Another useful high-level construct is to be able to read the input one character at a time until you encounter some specific value. Here’s how you’d read a single line of input: ,----------[++++++++++ $inner ,----------]. This is pretty straightforward, we read a character and subtract 10 so the newline character ('\n' = 10) will become a zero that terminates the loop. The ++++++++++ restores the original character value, though this is optional if you’re happy to process a shifted character value.

We’ll also want conditionals (if/else statements): we can use [[-] $ifbody] to run $ifbody once if the pointed-at cell is nonzero, though this also sets the pointed-at cell to zero, so we may wish to use a temporary and then move the value back with [[->+<] $ifbody]>[-<+>]<.

To implement an else statement, we need to use another memory cell as a flag:

# set the "else flag" to one
>[-]+<

# if the initial memory cell is nonzero (destructive)
[
    [-]
    $ifbody
    # clear the "else flag"
    >-<
]

# if the "else flag" is nonzero, we didn't run $ifbody
>[
    [-]
    $elsebody
]<

Some conventions I will continue to use: # indicates a comment (there is a way to do comments natively in Brainfuck, but this should be familiar to readers), and $ indicates that the supplied code is merely a template for a Brainfuck program: in the case above, $ifbody and $elsebody would need to be replaced with some actual Brainfuck instructions.

Part 1: the problem

Heavens, all that and we haven’t even looked at the problem yet?! As expected, the problem is pretty straightforward: we want the sum of calibration values for each line, and each calibration value is formed by concatenating the first and last digits found in the line. The last line of the example input helpfully points out the edge case where there is only one digit in the line, so the first and last digits will be the same.

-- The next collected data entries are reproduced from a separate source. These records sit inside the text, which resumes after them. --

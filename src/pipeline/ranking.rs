//! Leaderboards of directors and actors by film count, total adjusted profit,
//! total adjusted budget and average adjusted profit, optionally sliced by
//! release year or decade.

use std::cmp::Ordering;
use std::collections::{BTreeMap, HashMap, HashSet};

use tracing::{debug, warn};

use crate::error::{PipelineError, Result};
use crate::model::{Dimension, FilmRecord, Gender, LeaderboardRole, RankingRow};

#[derive(Debug, Default)]
struct Aggregate {
    films: usize,
    total_profit_adj: f64,
    total_budget_adj: f64,
}

/// Descending competition ranks where ties take the largest rank of their
/// group: each value's rank is the number of values greater than or equal
/// to it. `[100, 100, 80]` ranks as `[2, 2, 3]`.
pub fn competition_ranks(values: &[f64]) -> Vec<usize> {
    let mut order: Vec<usize> = (0..values.len()).collect();
    order.sort_by(|&a, &b| values[b].total_cmp(&values[a]));

    let mut ranks = vec![0; values.len()];
    let mut greater = 0;
    let mut start = 0;
    while start < order.len() {
        let value = values[order[start]];
        let end = order[start..]
            .iter()
            .position(|&i| values[i].total_cmp(&value) != Ordering::Equal)
            .map_or(order.len(), |offset| start + offset);
        let rank = greater + (end - start);
        for &i in &order[start..end] {
            ranks[i] = rank;
        }
        greater = rank;
        start = end;
    }
    ranks
}

/// Build the leaderboard for `role`, ranked within each `dimension`
/// partition. Every credit counts, so a film with two directors counts once
/// for each of them. Rows are ordered by film count (descending), then
/// person name, then period.
pub fn rank(records: &[FilmRecord], role: LeaderboardRole, dimension: Dimension) -> Vec<RankingRow> {
    let mut groups: BTreeMap<(&str, Option<i32>), Aggregate> = BTreeMap::new();
    let mut genders: HashMap<&str, Option<Gender>> = HashMap::new();
    let mut conflicted: HashSet<&str> = HashSet::new();

    for record in records {
        let period = record.period(dimension);
        for credit in record.credits.iter().filter(|c| role.matches(&c.role)) {
            let name = credit.person_name.as_str();

            let agg = groups.entry((name, period)).or_default();
            agg.films += 1;
            agg.total_profit_adj += record.profit_adj.unwrap_or(0.0);
            agg.total_budget_adj += record.budget_adj.unwrap_or(0.0);

            let first = *genders.entry(name).or_insert(credit.gender);
            if let (Some(kept), Some(seen)) = (first, credit.gender) {
                let known = |g: Gender| g != Gender::Unknown;
                if kept != seen && known(kept) && known(seen) && conflicted.insert(name) {
                    warn!(
                        target = "ranking",
                        person = name,
                        kept = ?kept,
                        seen = ?seen,
                        film_id = record.id,
                        "conflicting gender across credits; keeping first seen"
                    );
                }
            }
        }
    }

    let mut rows: Vec<RankingRow> = groups
        .into_iter()
        .map(|((name, period), agg)| {
            let (year, decade) = match dimension {
                Dimension::None => (None, None),
                Dimension::Year => (period, None),
                Dimension::Decade => (None, period),
            };
            RankingRow {
                person_name: name.to_string(),
                year,
                decade,
                films: agg.films,
                total_profit_adj: agg.total_profit_adj,
                total_budget_adj: agg.total_budget_adj,
                average_profit_adj: agg.total_profit_adj / agg.films as f64,
                profit_rank: 0,
                budget_rank: 0,
                average_profit_rank: 0,
                gender: genders.get(name).copied().flatten(),
            }
        })
        .collect();

    let mut partitions: BTreeMap<Option<i32>, Vec<usize>> = BTreeMap::new();
    for (idx, row) in rows.iter().enumerate() {
        partitions.entry(row.period()).or_default().push(idx);
    }
    for members in partitions.values() {
        let metric = |f: fn(&RankingRow) -> f64| -> Vec<f64> {
            members.iter().map(|&i| f(&rows[i])).collect()
        };
        let profit = competition_ranks(&metric(|r| r.total_profit_adj));
        let budget = competition_ranks(&metric(|r| r.total_budget_adj));
        let average = competition_ranks(&metric(|r| r.average_profit_adj));
        for (pos, &i) in members.iter().enumerate() {
            rows[i].profit_rank = profit[pos];
            rows[i].budget_rank = budget[pos];
            rows[i].average_profit_rank = average[pos];
        }
    }

    rows.sort_by(|a, b| {
        b.films
            .cmp(&a.films)
            .then_with(|| a.person_name.cmp(&b.person_name))
            .then_with(|| a.period().cmp(&b.period()))
    });

    debug!(
        target = "ranking",
        role = %role,
        dimension = ?dimension,
        rows = rows.len(),
        partitions = partitions.len(),
        "leaderboard built"
    );
    rows
}

/// [`rank`] for a role given as text. Anything but director/actor is rejected
/// before any work is done.
pub fn rank_by_name(
    records: &[FilmRecord],
    role: &str,
    dimension: Dimension,
) -> Result<Vec<RankingRow>> {
    let role: LeaderboardRole = role.parse()?;
    Ok(rank(records, role, dimension))
}

/// Keep the first `n` rows of each partition, preserving row order.
pub fn top_n(rows: &[RankingRow], n: usize) -> Vec<RankingRow> {
    let mut seen: HashMap<Option<i32>, usize> = HashMap::new();
    rows.iter()
        .filter(|row| {
            let count = seen.entry(row.period()).or_insert(0);
            *count += 1;
            *count <= n
        })
        .cloned()
        .collect()
}
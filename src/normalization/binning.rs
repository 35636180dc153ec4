//! Budget buckets for nominal and inflation-adjusted budgets.

use std::fmt;

use serde::{Deserialize, Serialize};

/// Budget bucket. Each bucket is closed on its upper bound and open on its
/// lower bound; together they cover `(0, 600M]` with no gaps.
#[derive(Debug, Clone, Copy, PartialEq, Eq, PartialOrd, Ord, Hash, Serialize, Deserialize)]
pub enum BudgetBin {
    #[serde(rename = "<2M")]
    Under2M,
    #[serde(rename = "2-5M")]
    From2To5M,
    #[serde(rename = "5-10M")]
    From5To10M,
    #[serde(rename = "10-30M")]
    From10To30M,
    #[serde(rename = "30-50M")]
    From30To50M,
    #[serde(rename = "50-100M")]
    From50To100M,
    #[serde(rename = "100-150M")]
    From100To150M,
    #[serde(rename = "150-250M")]
    From150To250M,
    #[serde(rename = "250-300M")]
    From250To300M,
    #[serde(rename = ">300M")]
    Over300M,
}

/// Upper bounds (inclusive), ascending, paired with the bucket they close.
const BOUNDARIES: [(f64, BudgetBin); 10] = [
    (2_000_000.0, BudgetBin::Under2M),
    (5_000_000.0, BudgetBin::From2To5M),
    (10_000_000.0, BudgetBin::From5To10M),
    (30_000_000.0, BudgetBin::From10To30M),
    (50_000_000.0, BudgetBin::From30To50M),
    (100_000_000.0, BudgetBin::From50To100M),
    (150_000_000.0, BudgetBin::From100To150M),
    (250_000_000.0, BudgetBin::From150To250M),
    (300_000_000.0, BudgetBin::From250To300M),
    (600_000_000.0, BudgetBin::Over300M),
];

impl BudgetBin {
    /// Classify an amount. `None` means unbinned: zero (the unknown
    /// sentinel), negative, NaN, or above the top boundary. No clamping.
    pub fn classify(amount: f64) -> Option<Self> {
        if amount.is_nan() || amount <= 0.0 {
            return None;
        }
        BOUNDARIES
            .iter()
            .find(|(upper, _)| amount <= *upper)
            .map(|(_, bin)| *bin)
    }

    pub fn label(self) -> &'static str {
        match self {
            BudgetBin::Under2M => "<2M",
            BudgetBin::From2To5M => "2-5M",
            BudgetBin::From5To10M => "5-10M",
            BudgetBin::From10To30M => "10-30M",
            BudgetBin::From30To50M => "30-50M",
            BudgetBin::From50To100M => "50-100M",
            BudgetBin::From100To150M => "100-150M",
            BudgetBin::From150To250M => "150-250M",
            BudgetBin::From250To300M => "250-300M",
            BudgetBin::Over300M => ">300M",
        }
    }
}

impl fmt::Display for BudgetBin {
    fn fmt(&self, f: &mut fmt::Formatter<'_>) -> fmt::Result {
        f.write_str(self.label())
    }
}
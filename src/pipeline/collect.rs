//! Discovery and detail fetching against the metadata source.

use std::collections::HashSet;

use tracing::{info, warn};

use crate::error::PipelineError;
use crate::model::{FilmSummary, RawFilm};
use crate::sources::{MetadataSource, ReleaseWindow};

pub const DEFAULT_DETAIL_CHUNK_SIZE: usize = 250;

/// Walk every discovery page for `window`. Page 1 tells how many pages there
/// are; a failing page after that is logged and skipped. Ids repeated across
/// pages are kept once.
pub async fn search_all(
    source: &dyn MetadataSource,
    window: &ReleaseWindow,
) -> anyhow::Result<Vec<FilmSummary>> {
    let first = source.search_page(window, 1).await.map_err(|e| {
        let err = PipelineError::source_unavailable(source.name(), "page=1", &e);
        anyhow::Error::new(err).context("discovery could not start")
    })?;
    let total_pages = first.total_pages.max(1);
    info!(
        target = "collect",
        source = source.name(),
        start = %window.start,
        end = %window.end,
        total_pages,
        "discovery started"
    );

    let mut seen = HashSet::new();
    let mut summaries = Vec::new();
    let mut skipped_pages = 0u32;
    let mut push_page = |results: Vec<FilmSummary>, summaries: &mut Vec<FilmSummary>| {
        summaries.extend(results.into_iter().filter(|s| seen.insert(s.id)));
    };
    push_page(first.results, &mut summaries);

    for page in 2..=total_pages {
        match source.search_page(window, page).await {
            Ok(p) => push_page(p.results, &mut summaries),
            Err(e) => {
                skipped_pages += 1;
                let err = PipelineError::source_unavailable(source.name(), format!("page={page}"), &e);
                warn!(target = "collect", page, error = %err, "discovery page skipped");
            }
        }
    }

    info!(
        target = "collect",
        films = summaries.len(),
        skipped_pages,
        "discovery finished"
    );
    Ok(summaries)
}

/// Fetch details (with credits) for each summary, in chunks. Failed details
/// are logged and left out.
pub async fn fetch_details(
    source: &dyn MetadataSource,
    summaries: &[FilmSummary],
    chunk_size: usize,
) -> Vec<RawFilm> {
    let chunk_size = chunk_size.max(1);
    let chunks = summaries.len().div_ceil(chunk_size);
    let mut films = Vec::with_capacity(summaries.len());
    let mut failed = 0usize;

    for (idx, chunk) in summaries.chunks(chunk_size).enumerate() {
        for summary in chunk {
            match source.detail(summary.id).await {
                Ok(film) => films.push(film),
                Err(e) => {
                    failed += 1;
                    let err =
                        PipelineError::source_unavailable(source.name(), summary.id.to_string(), &e);
                    warn!(
                        target = "collect",
                        film_id = summary.id,
                        title = %summary.title,
                        error = %err,
                        "detail lookup failed; film skipped"
                    );
                }
            }
        }
        info!(
            target = "collect",
            chunk = idx + 1,
            chunks,
            fetched = films.len(),
            failed,
            "detail chunk done"
        );
    }
    films
}

/// Discovery followed by detail fetching.
pub async fn collect(
    source: &dyn MetadataSource,
    window: &ReleaseWindow,
    chunk_size: usize,
) -> anyhow::Result<Vec<RawFilm>> {
    let summaries = search_all(source, window).await?;
    Ok(fetch_details(source, &summaries, chunk_size).await)
}
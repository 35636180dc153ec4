pub mod provider;

pub use provider::BoxOfficeMojoProvider;
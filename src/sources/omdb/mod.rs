pub mod provider;

pub use provider::OmdbProvider;
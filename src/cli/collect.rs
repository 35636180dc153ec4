use std::fs::File;
use std::io::{BufWriter, Write};
use std::path::{Path, PathBuf};

use anyhow::{Context, Result};
use chrono::NaiveDate;
use tracing::info;

use crate::config::{Settings, LOGGED_KEYS};
use crate::model::FilmRecord;
use crate::normalization::InflationIndex;
use crate::pipeline::{self, Enriched, RecordEnricher};
use crate::sources::{FinancialSource, MetadataSource, RatingSource, ReleaseWindow};
use crate::util::env as env_util;

#[derive(Debug, Clone)]
pub struct CollectConfig {
    pub start: NaiveDate,
    pub end: NaiveDate,
    /// Write the enriched table here instead of stdout.
    pub out: Option<PathBuf>,
    pub no_ratings: bool,
}

pub async fn run(cfg: CollectConfig) -> Result<()> {
    let mut settings = Settings::from_env();
    if cfg.no_ratings {
        settings.attach_ratings = false;
    }
    env_util::preflight_check("collect", &["TMDB_API_KEY"], LOGGED_KEYS)?;

    let window = ReleaseWindow::new(cfg.start, cfg.end)?;
    let tmdb = settings.tmdb()?;
    let mojo = settings.box_office_mojo()?;
    let omdb = settings.omdb()?;
    let cpi = settings.cpi_table()?;
    let mut years = cpi.years();
    let first_year = years.next();
    info!(
        target = "collect",
        first_year,
        last_year = years.last().or(first_year),
        reference_year = cpi.reference_year(),
        "inflation index loaded"
    );

    let ratings = omdb.as_ref().map(|o| o as &dyn RatingSource);
    let enriched = collect_and_enrich(&tmdb, &mojo, ratings, &cpi, &window, &settings).await?;

    match cfg.out.as_deref() {
        Some(path) => {
            write_records_to(path, &enriched.records)?;
            info!(target = "collect", path = %path.display(), records = enriched.records.len(), "wrote enriched table");
        }
        None => {
            let stdout = std::io::stdout();
            write_records(stdout.lock(), &enriched.records)?;
        }
    }
    Ok(())
}

/// Discovery, detail fetch and enrichment against the given sources.
pub async fn collect_and_enrich(
    metadata: &dyn MetadataSource,
    financial: &dyn FinancialSource,
    ratings: Option<&dyn RatingSource>,
    index: &dyn InflationIndex,
    window: &ReleaseWindow,
    settings: &Settings,
) -> Result<Enriched> {
    let raw = pipeline::collect(metadata, window, settings.detail_chunk_size).await?;

    let mut enricher = RecordEnricher::new(financial, index).with_options(settings.enrich_options());
    if let Some(source) = ratings {
        enricher = enricher.with_ratings(source);
    }
    let enriched = enricher.enrich(&raw).await;
    info!(target = "collect", summary = ?enriched.summary, "enrichment finished");
    Ok(enriched)
}

pub fn write_records<W: Write>(writer: W, records: &[FilmRecord]) -> Result<()> {
    let mut writer = BufWriter::new(writer);
    serde_json::to_writer_pretty(&mut writer, records).context("serialize enriched table")?;
    writeln!(writer)?;
    writer.flush()?;
    Ok(())
}

fn write_records_to(path: &Path, records: &[FilmRecord]) -> Result<()> {
    let file = File::create(path).with_context(|| format!("create {}", path.display()))?;
    write_records(file, records)
}

#[cfg(test)]
mod tests {
    use super::*;
    use crate::model::{Credit, CreditRole, Gender, LookupStatus, Origin, RawFilm};
    use crate::normalization::CpiTable;
    use crate::sources::fakes::{FakeFinancials, FakeMetadata};

    fn raw(id: u64, budget: u64, revenue: u64) -> RawFilm {
        RawFilm {
            id,
            imdb_id: Some(format!("tt{id:07}")),
            title: format!("Film {id}"),
            release_date: NaiveDate::from_ymd_opt(2019, 5, 1),
            genres: Default::default(),
            budget,
            revenue,
            runtime: Some(100),
            vote_average: Some(7.0),
            vote_count: Some(1_000),
            popularity: None,
            credits: vec![Credit::new("Dee", CreditRole::Director, Some(Gender::Female))],
        }
    }

    #[tokio::test]
    async fn collects_enriches_and_writes_json() {
        let metadata = FakeMetadata {
            pages: vec![vec![1], vec![2]],
            films: [(1, raw(1, 0, 1_000_000)), (2, raw(2, 2_000_000, 5_000_000))]
                .into_iter()
                .collect(),
            ..Default::default()
        };
        let financial = FakeFinancials::default().with("tt0000001", Some(500_000), None);
        let cpi = CpiTable::builtin();
        let window = ReleaseWindow::new(
            NaiveDate::from_ymd_opt(2019, 1, 1).unwrap(),
            NaiveDate::from_ymd_opt(2019, 12, 31).unwrap(),
        )
        .unwrap();

        let enriched = collect_and_enrich(
            &metadata,
            &financial,
            None,
            &cpi,
            &window,
            &Settings::default(),
        )
        .await
        .unwrap();

        assert_eq!(financial.calls(), vec!["tt0000001".to_string()]);
        let first = &enriched.records[0];
        assert_eq!(first.budget_final, 500_000);
        assert_eq!(first.budget_origin, Origin::Secondary);
        assert_eq!(first.financial_lookup, LookupStatus::Fetched);
        assert_eq!(first.rating_lookup, LookupStatus::Skipped);

        let dir = tempfile::tempdir().unwrap();
        let path = dir.path().join("films.json");
        write_records_to(&path, &enriched.records).unwrap();
        let loaded: Vec<FilmRecord> =
            serde_json::from_reader(File::open(&path).unwrap()).unwrap();
        assert_eq!(loaded, enriched.records);
    }
}
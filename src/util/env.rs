//! Environment helpers: centralized dotenv loading and ergonomic getters.
//! Call `init_env()` once early in each binary (or rely on lazy Once).
use std::str::FromStr;
use std::sync::Once;
use tracing::info;

static INIT: Once = Once::new();

/// Load .env exactly once. Safe to call many times.
pub fn init_env() {
    INIT.call_once(|| {
        if dotenv::dotenv().is_ok() {
            return;
        }
        // Fallback to the crate root when run from elsewhere (cargo run -p, tests)
        let candidate = format!("{}/.env", env!("CARGO_MANIFEST_DIR"));
        let _ = dotenv::from_filename(candidate);
    });
}

/// Get required env var; error if missing or blank.
pub fn env_req(key: &str) -> anyhow::Result<String> {
    env_opt(key).ok_or_else(|| anyhow::anyhow!("missing env var {key}"))
}

/// Get optional env var (None if unset or empty).
pub fn env_opt(key: &str) -> Option<String> {
    init_env();
    match std::env::var(key) {
        Ok(v) if !v.trim().is_empty() => Some(v),
        _ => None,
    }
}

/// Get parsed value with default fallback.
pub fn env_parse<T>(key: &str, default: T) -> T
where
    T: FromStr + Clone,
{
    init_env();
    match std::env::var(key) {
        Ok(raw) => raw.trim().parse::<T>().unwrap_or(default),
        Err(_) => default,
    }
}

/// Boolean flag; accepts 1/true/on/yes (case-insensitive) as true.
pub fn env_flag(key: &str, default: bool) -> bool {
    init_env();
    match std::env::var(key) {
        Ok(raw) => parse_flag(&raw),
        Err(_) => default,
    }
}

/// Optional parsed value.
pub fn env_parse_opt<T>(key: &str) -> Option<T>
where
    T: FromStr,
{
    init_env();
    std::env::var(key).ok().and_then(|s| s.trim().parse().ok())
}

fn parse_flag(raw: &str) -> bool {
    let v = raw.trim().to_ascii_lowercase();
    matches!(v.as_str(), "1" | "true" | "on" | "yes")
}

fn redact_value(key: &str, val: &str) -> String {
    let k = key.to_ascii_uppercase();
    if k.contains("PASSWORD") || k.contains("SECRET") || k.contains("KEY") || k.contains("TOKEN")
    {
        return if val.trim().is_empty() {
            String::new()
        } else {
            "***".to_string()
        };
    }

    let val_trim = val.trim();

    // Base URLs occasionally carry credentials as query parameters.
    if k.contains("URL") {
        if let Some((base, query)) = val_trim.split_once('?') {
            let scrubbed: Vec<String> = query
                .split('&')
                .map(|pair| match pair.split_once('=') {
                    Some((name, _)) if name.to_ascii_lowercase().contains("key") => {
                        format!("{name}=***")
                    }
                    _ => pair.to_string(),
                })
                .collect();
            return format!("{base}?{}", scrubbed.join("&"));
        }
    }

    val_trim.to_string()
}

/// Validate required keys and log a consolidated, redacted snapshot of configuration.
/// Returns error if any required key is missing.
pub fn preflight_check(title: &str, required: &[&str], also_log: &[&str]) -> anyhow::Result<()> {
    init_env();
    let missing: Vec<&str> = required
        .iter()
        .copied()
        .filter(|k| env_opt(k).is_none())
        .collect();
    let snapshot: Vec<(String, String)> = also_log
        .iter()
        .map(|&k| {
            let v = env_opt(k).unwrap_or_default();
            (k.to_string(), redact_value(k, &v))
        })
        .collect();
    info!(target = "preflight", title, snapshot = ?snapshot, "configuration snapshot");
    if !missing.is_empty() {
        return Err(anyhow::anyhow!(format!(
            "missing required env: {:?}",
            missing
        )));
    }
    Ok(())
}

#[cfg(test)]
mod tests {
    use super::*;

    #[test]
    fn flags_accept_common_truthy_spellings() {
        for raw in ["1", "true", "ON", " yes "] {
            assert!(parse_flag(raw), "{raw}");
        }
        for raw in ["0", "false", "off", "nope", ""] {
            assert!(!parse_flag(raw), "{raw}");
        }
    }

    #[test]
    fn redacts_keys_and_url_credentials() {
        assert_eq!(redact_value("TMDB_API_KEY", "abc123"), "***");
        assert_eq!(redact_value("OMDB_API_KEY", ""), "");
        assert_eq!(
            redact_value("OMDB_BASE_URL", "https://omdb.example/?apikey=zzz&r=json"),
            "https://omdb.example/?apikey=***&r=json"
        );
        assert_eq!(
            redact_value("HTTP_TIMEOUT_SECS", " 15 "),
            "15"
        );
    }

    #[test]
    fn parse_falls_back_on_garbage() {
        std::env::set_var("BOXOFFICE_TEST_PARSE", "not-a-number");
        assert_eq!(env_parse("BOXOFFICE_TEST_PARSE", 7u32), 7);
        std::env::set_var("BOXOFFICE_TEST_PARSE", " 42 ");
        assert_eq!(env_parse("BOXOFFICE_TEST_PARSE", 7u32), 42);
        std::env::remove_var("BOXOFFICE_TEST_PARSE");
        assert_eq!(env_parse_opt::<u32>("BOXOFFICE_TEST_PARSE"), None);
    }
}
//! Collection, enrichment and ranking stages.

pub mod collect;
pub mod enrich;
pub mod ranking;
pub mod reconcile;

pub use collect::{collect, fetch_details, search_all, DEFAULT_DETAIL_CHUNK_SIZE};
pub use enrich::{EnrichOptions, EnrichSummary, Enriched, RecordEnricher};
pub use ranking::{competition_ranks, rank, rank_by_name, top_n};
pub use reconcile::{reconcile, Financials, Reconciled};
//! Collaborator seams: the metadata, financial and rating sources the
//! pipeline pulls from, plus the HTTP providers that implement them.

pub mod boxofficemojo;
pub mod omdb;
pub mod tmdb;

use anyhow::Result;
use async_trait::async_trait;
use chrono::NaiveDate;

use crate::model::{FinancialFigures, RatingScores, RawFilm, SearchPage};

/// Inclusive release-date window for discovery.
#[derive(Debug, Clone, Copy, PartialEq, Eq)]
pub struct ReleaseWindow {
    pub start: NaiveDate,
    pub end: NaiveDate,
}

impl ReleaseWindow {
    pub fn new(start: NaiveDate, end: NaiveDate) -> Result<Self> {
        if end < start {
            anyhow::bail!("release window ends ({end}) before it starts ({start})");
        }
        Ok(Self { start, end })
    }
}

/// Primary source: paginated discovery plus per-film detail with credits.
#[async_trait]
pub trait MetadataSource: Send + Sync {
    fn name(&self) -> &'static str;

    /// One page (1-based) of the discovery search.
    async fn search_page(&self, window: &ReleaseWindow, page: u32) -> Result<SearchPage>;

    async fn detail(&self, id: u64) -> Result<RawFilm>;
}

/// Secondary source for budget and revenue, keyed by IMDb id.
#[async_trait]
pub trait FinancialSource: Send + Sync {
    fn name(&self) -> &'static str;

    async fn lookup(&self, imdb_id: &str) -> Result<FinancialFigures>;
}

/// Critic and audience scores, keyed by IMDb id.
#[async_trait]
pub trait RatingSource: Send + Sync {
    fn name(&self) -> &'static str;

    async fn lookup(&self, imdb_id: &str) -> Result<RatingScores>;
}

/// Shorten response bodies before they land in error messages.
pub(crate) fn truncate_for_log(mut s: String, max_len: usize) -> String {
    if s.len() > max_len {
        let mut cut = max_len;
        while !s.is_char_boundary(cut) {
            cut -= 1;
        }
        s.truncate(cut);
        s.push('…');
    }
    s
}


#[cfg(test)]
mod tests {
    use super::*;

    #[test]
    fn window_must_be_ordered() {
        let a = NaiveDate::from_ymd_opt(2000, 1, 1).unwrap();
        let b = NaiveDate::from_ymd_opt(2009, 12, 31).unwrap();
        assert!(ReleaseWindow::new(a, b).is_ok());
        assert!(ReleaseWindow::new(a, a).is_ok());
        assert!(ReleaseWindow::new(b, a).is_err());
    }

    #[test]
    fn truncation_respects_char_boundaries() {
        assert_eq!(truncate_for_log("short".into(), 10), "short");
        assert_eq!(truncate_for_log("abcdef".into(), 3), "abc…");
        assert_eq!(truncate_for_log("ééé".into(), 3), "é…");
    }
}
use std::process::Command;

fn main() {
    println!("cargo:rerun-if-changed=.git/HEAD");
    println!("cargo:rerun-if-changed=.git/index");

    let describe = Command::new("git")
        .args(["describe", "--tags", "--always", "--dirty"])
        .output()
        .ok()
        .filter(|o| o.status.success())
        .and_then(|o| String::from_utf8(o.stdout).ok())
        .map(|s| s.trim().to_string())
        .filter(|s| !s.is_empty())
        .unwrap_or_else(|| env!("CARGO_PKG_VERSION").to_string());

    println!("cargo:rustc-env=GIT_DESCRIBE={}", describe);
}
//! Diagnostic logging.
//!
//! Log lines go to stderr so command output on stdout stays clean.

use tracing_subscriber::{EnvFilter, fmt, layer::SubscriberExt, util::SubscriberInitExt};

/// Initialize the tracing subscriber.
///
/// Reads `RUST_LOG`, defaulting to `warn`.
///
/// ```bash
/// RUST_LOG=todostore=debug todo list
/// ```
pub fn init() {
    let filter = EnvFilter::try_from_default_env().unwrap_or_else(|_| EnvFilter::new("warn"));

    tracing_subscriber::registry()
        .with(filter)
        .with(fmt::layer().with_writer(std::io::stderr).compact())
        .init();
}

We’ll start by designing an algorithm for this that works character-by-character (since that’s how we’ll need to implement it):

  1. Until the end of the input:
    1. Read characters until we find a digit
    2. Add the digit 10 times to the total
    3. Store the digit as the last-seen digit
    4. Read characters until a newline, updating the last-seen digit as we go
    5. Add the last-seen digit to the total
  2. Print the total

Is it a digit?

We have most of the pieces we need already, but there is one tricky part: how do we tell if a character is a digit or not? The digits '0123456789' have ASCII/Unicode values 48, 49, …, 57, so if we knew we had a digit, we could get its value by subtracting 48. But if we have another character like 'a' (value 97), then subtracting 48 will give us 49. So we could subtract 48 and then test if the value is in the range 0-9… but we don’t have a construct for doing that in Brainfuck (we have "if nonzero", and that can be combined with subtraction to get "if equal to", but we don’t have an "if less than" or "if greater than").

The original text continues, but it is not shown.